When I went away to college, things went down-hill from there. Everything was changing. I started spiraling out of control. I began binge eating more “forbidden foods” and exercise wasn’t enough to get rid of it. As the weight crept up, I was desperate to drop pounds. So, one day I threw it up and thought, “Hey, this is a great way to eat what I want and then undo all the damage.” So young, so dumb.
This went on for months. It caught up to me and I was miserable. I left college in Maryland and transferred to a local college to help gain control of my life. When I couldn’t fix things myself, I told my parents what was going on.

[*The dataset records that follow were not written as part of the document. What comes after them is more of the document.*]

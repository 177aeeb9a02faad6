use axum::{extract::State, Json};

use transit_integrations::payment_gateway::PaymentNotification;
use transit_types::api::intents::BookingReferenceResponse;

use crate::middleware::AppState;
use crate::response::{api_error, ApiError};

/// Gateway webhook: the authoritative payment-confirmed signal. The intent
/// is located by the `payment_uid` recorded at InitiatePayment time, which
/// is itself the cross-check — a notification naming a uid nobody initiated
/// payment with simply matches no row (spec §4.8, §6).
pub async fn payment_webhook(
    State(state): State<AppState>,
    Json(notification): Json<PaymentNotification>,
) -> Result<Json<BookingReferenceResponse>, ApiError> {
    let response = state
        .orchestrator()
        .confirm_from_webhook(&state.payment_gateway, &notification)
        .await
        .map_err(api_error)?;

    Ok(Json(response))
}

My parents got me professional help and were very supportive in helping me in any way that they could. I stopped a lot of the self destructive behaviors but still always was on a quest to “get thin,” and would regress every so often.
It wasn’t until the age of 28 when I first started to think about having kids that it all changed for me. Something inside just clicked for me. It was no longer about being thin or about me, it was now about being healthy and creating a perfect environment for a little growing life. Before this, I lived on diet coke, and anything sugar free/fat free. If it was made of artificial chemicals, it was for me. I kicked all of this crap. I started to eat healthy, wholesome foods. For the first time also, nothing was forbidden. I ate mostly healthy and if I wanted a cookie, I’d have one or two, just not a whole box.
Once I starting eating for health rather than weight-loss, the weight just fell off. I had my children, I was healthy and they were better for it. I was in a happier place and then came running.
Now, running came later in life for me and has added so much to my life. I was always the slowest base-runner on the softball field and huffing and puffing on the soccer field. I enjoyed going for runs but was a May through August runner, never did a race, never even thought or cared about pace. I labeled myself as a slow runner and just accepted it as a given.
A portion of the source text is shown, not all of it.